YOUR INSTRUCTIONS>
In the records below, find each line that holds "Replaces" and return it.

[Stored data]

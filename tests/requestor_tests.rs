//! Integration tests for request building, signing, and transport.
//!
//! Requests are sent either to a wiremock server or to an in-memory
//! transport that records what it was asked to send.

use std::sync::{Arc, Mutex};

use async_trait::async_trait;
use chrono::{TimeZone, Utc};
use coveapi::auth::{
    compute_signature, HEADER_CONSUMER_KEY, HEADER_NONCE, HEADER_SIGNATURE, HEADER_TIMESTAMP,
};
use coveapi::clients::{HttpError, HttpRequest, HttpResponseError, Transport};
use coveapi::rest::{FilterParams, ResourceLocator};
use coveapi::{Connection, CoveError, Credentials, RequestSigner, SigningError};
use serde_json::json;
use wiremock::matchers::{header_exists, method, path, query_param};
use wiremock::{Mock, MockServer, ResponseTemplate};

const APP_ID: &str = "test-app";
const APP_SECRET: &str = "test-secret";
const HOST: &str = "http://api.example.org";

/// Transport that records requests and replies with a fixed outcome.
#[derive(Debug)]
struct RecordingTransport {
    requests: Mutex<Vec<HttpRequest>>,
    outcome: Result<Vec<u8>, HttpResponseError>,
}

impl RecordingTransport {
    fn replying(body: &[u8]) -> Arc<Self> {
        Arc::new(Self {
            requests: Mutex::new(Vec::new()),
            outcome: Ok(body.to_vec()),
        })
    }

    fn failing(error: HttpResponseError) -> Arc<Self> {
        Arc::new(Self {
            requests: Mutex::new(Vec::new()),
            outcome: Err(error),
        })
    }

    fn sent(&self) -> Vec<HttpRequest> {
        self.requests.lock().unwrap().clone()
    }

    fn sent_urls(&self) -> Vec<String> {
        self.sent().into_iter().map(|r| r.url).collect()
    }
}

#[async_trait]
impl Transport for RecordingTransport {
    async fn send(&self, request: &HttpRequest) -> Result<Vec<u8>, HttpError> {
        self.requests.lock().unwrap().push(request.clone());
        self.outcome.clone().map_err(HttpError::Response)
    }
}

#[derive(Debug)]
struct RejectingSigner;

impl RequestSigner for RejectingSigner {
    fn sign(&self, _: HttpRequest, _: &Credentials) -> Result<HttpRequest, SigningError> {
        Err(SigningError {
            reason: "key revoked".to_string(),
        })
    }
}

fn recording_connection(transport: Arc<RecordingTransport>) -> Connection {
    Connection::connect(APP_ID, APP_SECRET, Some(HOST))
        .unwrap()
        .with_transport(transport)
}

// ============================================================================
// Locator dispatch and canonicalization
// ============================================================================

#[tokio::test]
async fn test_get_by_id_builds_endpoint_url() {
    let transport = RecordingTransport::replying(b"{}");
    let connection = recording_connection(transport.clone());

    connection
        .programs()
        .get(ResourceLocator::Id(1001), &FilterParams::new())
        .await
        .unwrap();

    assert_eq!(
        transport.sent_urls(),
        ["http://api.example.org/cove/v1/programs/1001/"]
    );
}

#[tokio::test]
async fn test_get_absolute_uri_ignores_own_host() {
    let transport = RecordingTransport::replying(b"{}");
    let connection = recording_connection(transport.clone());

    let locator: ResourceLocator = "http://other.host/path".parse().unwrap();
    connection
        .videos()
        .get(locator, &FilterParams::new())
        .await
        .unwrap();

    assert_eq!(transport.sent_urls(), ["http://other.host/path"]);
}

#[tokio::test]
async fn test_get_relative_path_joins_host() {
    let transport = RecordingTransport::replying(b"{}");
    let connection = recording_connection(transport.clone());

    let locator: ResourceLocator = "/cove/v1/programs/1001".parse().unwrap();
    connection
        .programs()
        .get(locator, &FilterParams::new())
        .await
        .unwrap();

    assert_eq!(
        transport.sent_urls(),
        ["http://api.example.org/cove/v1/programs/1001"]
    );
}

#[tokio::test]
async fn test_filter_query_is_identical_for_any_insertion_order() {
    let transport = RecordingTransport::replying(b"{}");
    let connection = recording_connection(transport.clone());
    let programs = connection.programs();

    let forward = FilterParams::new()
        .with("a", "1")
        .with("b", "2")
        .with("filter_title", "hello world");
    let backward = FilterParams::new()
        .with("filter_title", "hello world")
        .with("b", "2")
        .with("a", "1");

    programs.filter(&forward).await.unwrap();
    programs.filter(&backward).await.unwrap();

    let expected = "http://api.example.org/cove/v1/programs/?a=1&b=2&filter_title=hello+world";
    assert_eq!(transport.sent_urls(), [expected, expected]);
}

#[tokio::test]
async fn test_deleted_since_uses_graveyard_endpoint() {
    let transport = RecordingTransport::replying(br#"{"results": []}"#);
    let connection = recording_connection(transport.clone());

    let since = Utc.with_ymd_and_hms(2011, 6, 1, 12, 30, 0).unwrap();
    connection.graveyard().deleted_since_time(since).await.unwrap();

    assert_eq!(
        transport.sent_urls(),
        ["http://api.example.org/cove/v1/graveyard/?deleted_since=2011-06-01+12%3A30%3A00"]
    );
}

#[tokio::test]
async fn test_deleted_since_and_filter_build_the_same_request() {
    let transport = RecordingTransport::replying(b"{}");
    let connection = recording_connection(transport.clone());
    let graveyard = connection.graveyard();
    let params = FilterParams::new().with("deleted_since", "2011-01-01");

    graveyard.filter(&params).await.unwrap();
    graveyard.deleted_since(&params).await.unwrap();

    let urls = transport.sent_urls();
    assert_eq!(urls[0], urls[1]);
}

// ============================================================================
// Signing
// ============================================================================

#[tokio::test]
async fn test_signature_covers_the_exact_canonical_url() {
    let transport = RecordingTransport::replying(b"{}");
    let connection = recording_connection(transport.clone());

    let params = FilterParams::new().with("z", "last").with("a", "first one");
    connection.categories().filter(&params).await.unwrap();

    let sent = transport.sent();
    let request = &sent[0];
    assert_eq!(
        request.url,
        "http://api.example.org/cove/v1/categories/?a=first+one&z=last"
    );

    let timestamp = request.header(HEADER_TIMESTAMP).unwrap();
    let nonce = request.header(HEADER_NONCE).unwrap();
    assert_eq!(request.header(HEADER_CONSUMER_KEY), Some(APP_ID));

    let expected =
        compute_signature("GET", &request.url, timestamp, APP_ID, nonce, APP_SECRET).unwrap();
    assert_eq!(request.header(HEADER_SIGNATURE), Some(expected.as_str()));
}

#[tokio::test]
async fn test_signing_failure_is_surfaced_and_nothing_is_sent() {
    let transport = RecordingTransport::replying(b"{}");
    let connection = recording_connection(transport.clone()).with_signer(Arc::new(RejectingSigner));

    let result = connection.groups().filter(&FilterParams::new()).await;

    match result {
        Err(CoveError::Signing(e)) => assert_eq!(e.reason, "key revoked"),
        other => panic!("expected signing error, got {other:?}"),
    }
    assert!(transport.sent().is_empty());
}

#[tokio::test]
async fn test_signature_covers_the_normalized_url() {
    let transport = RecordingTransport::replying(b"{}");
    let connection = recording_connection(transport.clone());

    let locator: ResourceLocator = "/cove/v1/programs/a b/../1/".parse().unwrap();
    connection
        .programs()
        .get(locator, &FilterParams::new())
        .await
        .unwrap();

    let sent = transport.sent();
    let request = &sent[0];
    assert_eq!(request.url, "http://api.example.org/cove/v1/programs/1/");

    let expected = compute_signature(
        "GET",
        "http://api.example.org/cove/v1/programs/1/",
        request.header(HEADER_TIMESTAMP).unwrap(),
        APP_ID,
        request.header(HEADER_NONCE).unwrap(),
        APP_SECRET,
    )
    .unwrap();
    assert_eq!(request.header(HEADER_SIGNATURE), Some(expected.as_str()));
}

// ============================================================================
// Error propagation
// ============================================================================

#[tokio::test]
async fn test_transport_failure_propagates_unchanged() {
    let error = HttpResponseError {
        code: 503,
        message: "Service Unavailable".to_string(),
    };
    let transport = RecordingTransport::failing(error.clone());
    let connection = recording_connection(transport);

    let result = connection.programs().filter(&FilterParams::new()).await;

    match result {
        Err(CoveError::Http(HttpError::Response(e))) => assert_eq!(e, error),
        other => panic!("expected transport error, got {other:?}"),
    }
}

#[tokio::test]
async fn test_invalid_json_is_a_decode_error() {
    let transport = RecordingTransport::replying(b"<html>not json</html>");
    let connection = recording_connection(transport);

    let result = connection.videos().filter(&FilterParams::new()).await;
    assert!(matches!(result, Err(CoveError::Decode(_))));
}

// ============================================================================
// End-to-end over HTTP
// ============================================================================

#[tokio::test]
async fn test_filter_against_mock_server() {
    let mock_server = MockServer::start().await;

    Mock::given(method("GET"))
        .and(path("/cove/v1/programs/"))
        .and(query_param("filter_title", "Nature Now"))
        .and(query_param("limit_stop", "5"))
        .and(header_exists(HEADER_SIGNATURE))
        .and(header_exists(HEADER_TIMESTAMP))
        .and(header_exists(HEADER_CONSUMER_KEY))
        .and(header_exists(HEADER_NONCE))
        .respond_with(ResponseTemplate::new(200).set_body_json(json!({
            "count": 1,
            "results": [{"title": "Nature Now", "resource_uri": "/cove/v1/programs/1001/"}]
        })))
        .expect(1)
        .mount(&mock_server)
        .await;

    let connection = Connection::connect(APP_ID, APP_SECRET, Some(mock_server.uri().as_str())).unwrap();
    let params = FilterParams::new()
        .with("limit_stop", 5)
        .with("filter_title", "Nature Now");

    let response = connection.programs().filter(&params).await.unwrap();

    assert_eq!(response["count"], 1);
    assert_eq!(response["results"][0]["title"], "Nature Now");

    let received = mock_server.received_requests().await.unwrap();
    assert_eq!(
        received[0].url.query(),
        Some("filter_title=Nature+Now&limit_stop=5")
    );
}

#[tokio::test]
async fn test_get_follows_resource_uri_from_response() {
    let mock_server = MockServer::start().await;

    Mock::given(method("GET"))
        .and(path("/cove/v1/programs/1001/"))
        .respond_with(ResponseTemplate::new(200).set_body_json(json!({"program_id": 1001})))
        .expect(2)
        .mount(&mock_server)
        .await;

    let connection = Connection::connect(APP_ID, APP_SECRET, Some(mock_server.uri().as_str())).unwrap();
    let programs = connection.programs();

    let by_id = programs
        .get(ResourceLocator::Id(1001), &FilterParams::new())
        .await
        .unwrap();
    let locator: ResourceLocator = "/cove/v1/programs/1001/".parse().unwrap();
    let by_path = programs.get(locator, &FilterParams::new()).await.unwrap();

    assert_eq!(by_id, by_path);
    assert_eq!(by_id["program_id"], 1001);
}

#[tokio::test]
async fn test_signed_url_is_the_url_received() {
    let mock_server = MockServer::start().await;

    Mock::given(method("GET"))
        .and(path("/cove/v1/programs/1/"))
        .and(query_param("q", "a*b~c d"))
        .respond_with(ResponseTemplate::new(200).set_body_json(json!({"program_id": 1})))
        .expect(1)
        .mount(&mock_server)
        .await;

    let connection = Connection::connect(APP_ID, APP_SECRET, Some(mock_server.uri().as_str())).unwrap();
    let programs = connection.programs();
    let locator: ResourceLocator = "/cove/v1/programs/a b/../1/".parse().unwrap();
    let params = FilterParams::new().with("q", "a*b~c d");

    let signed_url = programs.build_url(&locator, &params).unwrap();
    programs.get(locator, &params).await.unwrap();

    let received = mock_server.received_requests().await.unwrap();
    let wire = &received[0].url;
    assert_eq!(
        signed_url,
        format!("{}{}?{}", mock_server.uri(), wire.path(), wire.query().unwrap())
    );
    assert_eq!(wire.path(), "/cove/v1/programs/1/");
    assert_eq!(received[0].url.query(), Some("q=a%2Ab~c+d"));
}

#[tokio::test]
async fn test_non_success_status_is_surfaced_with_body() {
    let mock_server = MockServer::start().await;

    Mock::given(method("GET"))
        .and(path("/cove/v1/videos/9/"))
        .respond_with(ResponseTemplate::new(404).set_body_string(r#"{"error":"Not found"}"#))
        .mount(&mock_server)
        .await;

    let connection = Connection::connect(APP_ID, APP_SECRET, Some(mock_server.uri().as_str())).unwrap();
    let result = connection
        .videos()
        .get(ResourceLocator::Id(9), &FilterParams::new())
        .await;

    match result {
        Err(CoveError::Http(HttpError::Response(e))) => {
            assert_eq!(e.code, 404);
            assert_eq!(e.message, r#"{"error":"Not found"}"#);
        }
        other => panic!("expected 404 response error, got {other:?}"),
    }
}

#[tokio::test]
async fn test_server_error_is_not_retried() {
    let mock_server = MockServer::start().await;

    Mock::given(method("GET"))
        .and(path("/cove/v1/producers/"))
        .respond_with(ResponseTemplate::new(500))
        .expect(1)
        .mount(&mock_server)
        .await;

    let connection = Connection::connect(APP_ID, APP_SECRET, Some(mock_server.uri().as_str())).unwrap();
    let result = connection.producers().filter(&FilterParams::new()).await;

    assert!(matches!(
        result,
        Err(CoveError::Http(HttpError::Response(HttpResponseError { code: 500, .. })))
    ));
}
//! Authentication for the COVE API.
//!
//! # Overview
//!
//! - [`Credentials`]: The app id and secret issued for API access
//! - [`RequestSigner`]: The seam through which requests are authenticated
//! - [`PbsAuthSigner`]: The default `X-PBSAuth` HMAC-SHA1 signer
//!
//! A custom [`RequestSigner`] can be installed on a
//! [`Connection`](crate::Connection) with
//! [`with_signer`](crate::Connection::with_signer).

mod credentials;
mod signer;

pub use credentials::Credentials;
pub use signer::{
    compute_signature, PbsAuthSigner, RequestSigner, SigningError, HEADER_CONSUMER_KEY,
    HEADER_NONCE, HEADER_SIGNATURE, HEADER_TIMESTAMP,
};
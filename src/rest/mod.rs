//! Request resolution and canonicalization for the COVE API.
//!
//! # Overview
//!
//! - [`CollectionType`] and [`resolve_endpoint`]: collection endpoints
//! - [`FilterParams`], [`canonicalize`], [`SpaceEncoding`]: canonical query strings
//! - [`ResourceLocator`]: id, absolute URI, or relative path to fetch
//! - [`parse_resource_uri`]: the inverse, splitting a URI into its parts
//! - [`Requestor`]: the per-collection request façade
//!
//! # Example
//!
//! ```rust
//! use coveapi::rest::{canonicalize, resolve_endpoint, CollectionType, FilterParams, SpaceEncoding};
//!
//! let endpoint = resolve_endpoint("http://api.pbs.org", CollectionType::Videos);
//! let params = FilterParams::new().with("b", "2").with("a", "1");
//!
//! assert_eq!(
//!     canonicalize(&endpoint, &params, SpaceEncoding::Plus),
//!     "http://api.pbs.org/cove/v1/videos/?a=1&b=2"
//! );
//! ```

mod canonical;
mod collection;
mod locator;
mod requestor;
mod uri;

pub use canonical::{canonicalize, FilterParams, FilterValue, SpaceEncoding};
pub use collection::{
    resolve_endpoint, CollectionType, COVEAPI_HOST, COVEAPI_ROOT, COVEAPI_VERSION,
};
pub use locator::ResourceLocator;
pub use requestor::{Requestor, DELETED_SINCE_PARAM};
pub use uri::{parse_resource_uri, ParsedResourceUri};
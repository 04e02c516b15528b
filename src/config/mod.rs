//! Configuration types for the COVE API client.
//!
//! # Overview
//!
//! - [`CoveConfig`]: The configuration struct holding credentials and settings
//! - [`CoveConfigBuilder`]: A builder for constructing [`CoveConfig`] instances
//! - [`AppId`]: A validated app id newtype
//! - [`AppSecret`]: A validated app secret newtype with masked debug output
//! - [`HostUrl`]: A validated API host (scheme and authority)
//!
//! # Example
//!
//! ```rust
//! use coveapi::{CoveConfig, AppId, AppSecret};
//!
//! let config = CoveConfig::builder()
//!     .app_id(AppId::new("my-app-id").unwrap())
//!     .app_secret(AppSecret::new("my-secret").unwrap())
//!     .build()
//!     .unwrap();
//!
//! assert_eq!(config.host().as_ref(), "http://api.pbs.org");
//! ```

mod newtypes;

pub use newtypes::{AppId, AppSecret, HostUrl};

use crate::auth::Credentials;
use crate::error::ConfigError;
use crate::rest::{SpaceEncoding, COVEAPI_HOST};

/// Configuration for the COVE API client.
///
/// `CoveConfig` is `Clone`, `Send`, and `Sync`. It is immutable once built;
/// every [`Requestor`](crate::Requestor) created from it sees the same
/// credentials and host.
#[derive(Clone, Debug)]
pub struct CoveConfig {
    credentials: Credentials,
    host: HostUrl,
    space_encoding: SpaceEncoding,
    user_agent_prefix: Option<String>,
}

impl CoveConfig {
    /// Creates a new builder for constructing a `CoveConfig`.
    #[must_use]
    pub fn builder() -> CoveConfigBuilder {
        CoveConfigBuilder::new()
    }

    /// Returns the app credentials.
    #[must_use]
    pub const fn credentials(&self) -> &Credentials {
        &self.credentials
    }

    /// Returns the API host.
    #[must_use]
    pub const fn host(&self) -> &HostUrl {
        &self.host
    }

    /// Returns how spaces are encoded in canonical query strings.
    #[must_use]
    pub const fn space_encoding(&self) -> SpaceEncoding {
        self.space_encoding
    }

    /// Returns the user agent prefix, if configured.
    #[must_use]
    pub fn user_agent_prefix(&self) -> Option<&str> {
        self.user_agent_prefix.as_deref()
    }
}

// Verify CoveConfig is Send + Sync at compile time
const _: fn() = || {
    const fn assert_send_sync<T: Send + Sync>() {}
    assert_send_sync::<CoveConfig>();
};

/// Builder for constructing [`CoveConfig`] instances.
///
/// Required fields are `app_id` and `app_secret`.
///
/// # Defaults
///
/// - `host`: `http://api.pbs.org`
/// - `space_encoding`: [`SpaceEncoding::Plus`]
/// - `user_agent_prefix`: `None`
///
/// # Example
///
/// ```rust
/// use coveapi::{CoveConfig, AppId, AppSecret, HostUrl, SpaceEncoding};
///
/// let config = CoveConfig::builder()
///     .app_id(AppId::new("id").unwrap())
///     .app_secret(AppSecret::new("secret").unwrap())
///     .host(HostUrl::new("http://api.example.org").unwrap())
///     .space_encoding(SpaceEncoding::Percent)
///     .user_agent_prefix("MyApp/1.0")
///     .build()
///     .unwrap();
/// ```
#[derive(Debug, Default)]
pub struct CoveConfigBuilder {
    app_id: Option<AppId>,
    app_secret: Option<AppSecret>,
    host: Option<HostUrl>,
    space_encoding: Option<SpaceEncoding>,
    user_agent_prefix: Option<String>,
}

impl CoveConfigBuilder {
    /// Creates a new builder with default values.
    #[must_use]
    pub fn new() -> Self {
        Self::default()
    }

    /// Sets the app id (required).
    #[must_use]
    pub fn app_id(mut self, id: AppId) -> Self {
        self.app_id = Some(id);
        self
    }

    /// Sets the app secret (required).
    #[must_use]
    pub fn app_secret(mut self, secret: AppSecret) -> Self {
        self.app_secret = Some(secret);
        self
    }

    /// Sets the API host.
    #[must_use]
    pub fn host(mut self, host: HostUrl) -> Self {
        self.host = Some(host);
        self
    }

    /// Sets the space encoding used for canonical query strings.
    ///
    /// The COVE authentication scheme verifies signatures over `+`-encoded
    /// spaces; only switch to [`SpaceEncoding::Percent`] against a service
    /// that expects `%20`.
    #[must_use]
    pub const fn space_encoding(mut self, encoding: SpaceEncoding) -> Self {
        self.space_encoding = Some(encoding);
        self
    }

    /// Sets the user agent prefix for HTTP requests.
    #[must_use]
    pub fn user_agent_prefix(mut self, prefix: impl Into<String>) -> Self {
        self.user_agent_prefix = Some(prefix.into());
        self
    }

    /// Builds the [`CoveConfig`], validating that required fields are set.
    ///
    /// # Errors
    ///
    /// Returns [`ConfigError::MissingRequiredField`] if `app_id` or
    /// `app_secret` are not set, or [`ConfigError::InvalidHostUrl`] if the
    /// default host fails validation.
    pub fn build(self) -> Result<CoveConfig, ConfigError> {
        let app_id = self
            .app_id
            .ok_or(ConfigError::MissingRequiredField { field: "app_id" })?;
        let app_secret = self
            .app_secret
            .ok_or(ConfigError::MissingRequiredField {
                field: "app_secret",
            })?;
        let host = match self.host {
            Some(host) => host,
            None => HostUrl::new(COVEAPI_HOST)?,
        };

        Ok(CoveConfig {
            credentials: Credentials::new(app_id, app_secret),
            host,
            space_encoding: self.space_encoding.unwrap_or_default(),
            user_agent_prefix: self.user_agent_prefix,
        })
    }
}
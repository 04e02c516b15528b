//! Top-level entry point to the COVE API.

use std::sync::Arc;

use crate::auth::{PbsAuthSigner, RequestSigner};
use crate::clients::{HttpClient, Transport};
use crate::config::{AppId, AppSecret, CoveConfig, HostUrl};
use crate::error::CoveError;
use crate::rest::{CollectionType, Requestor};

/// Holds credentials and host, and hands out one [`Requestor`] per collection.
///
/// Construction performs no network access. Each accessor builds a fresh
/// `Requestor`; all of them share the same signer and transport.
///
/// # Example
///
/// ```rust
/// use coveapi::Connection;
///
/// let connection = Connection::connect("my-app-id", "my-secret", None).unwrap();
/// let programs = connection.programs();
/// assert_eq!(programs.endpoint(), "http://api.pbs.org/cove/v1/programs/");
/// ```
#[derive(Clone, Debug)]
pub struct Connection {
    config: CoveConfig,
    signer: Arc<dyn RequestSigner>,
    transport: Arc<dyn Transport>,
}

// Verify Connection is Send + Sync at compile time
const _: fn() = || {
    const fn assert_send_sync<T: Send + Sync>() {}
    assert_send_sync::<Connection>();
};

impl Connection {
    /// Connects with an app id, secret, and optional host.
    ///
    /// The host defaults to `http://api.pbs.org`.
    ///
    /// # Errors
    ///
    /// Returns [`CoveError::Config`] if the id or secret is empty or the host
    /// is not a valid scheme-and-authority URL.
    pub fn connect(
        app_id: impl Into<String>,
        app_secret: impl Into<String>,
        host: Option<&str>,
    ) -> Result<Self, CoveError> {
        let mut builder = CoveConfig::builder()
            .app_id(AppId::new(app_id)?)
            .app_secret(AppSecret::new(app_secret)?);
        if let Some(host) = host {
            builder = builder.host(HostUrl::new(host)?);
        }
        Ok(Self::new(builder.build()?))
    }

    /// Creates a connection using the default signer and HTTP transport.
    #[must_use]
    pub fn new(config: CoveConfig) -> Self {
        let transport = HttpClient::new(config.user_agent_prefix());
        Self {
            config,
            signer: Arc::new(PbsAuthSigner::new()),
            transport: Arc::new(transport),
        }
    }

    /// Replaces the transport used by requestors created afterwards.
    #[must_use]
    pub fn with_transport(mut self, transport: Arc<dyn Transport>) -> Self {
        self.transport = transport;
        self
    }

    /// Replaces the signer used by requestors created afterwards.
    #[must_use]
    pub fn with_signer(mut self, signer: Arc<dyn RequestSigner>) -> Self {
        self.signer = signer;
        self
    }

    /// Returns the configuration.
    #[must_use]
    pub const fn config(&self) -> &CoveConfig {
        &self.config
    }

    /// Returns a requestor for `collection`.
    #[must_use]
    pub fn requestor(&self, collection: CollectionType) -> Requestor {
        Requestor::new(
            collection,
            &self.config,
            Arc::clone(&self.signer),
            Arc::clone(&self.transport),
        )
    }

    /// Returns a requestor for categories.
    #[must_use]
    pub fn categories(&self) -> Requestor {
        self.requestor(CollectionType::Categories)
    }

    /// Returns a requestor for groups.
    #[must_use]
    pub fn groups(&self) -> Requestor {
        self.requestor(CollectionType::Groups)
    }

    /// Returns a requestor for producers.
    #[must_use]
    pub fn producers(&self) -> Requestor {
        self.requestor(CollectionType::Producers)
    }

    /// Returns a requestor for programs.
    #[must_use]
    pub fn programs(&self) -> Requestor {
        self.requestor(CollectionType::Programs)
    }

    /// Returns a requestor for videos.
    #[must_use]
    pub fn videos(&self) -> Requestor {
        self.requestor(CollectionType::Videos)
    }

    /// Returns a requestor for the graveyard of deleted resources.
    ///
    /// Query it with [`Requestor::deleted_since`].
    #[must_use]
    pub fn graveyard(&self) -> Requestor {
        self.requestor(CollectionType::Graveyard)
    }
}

ANSWER TO THE PROBLEM>
    /// Replaces the transport used by requestors created afterwards.
    /// Replaces the signer used by requestors created afterwards.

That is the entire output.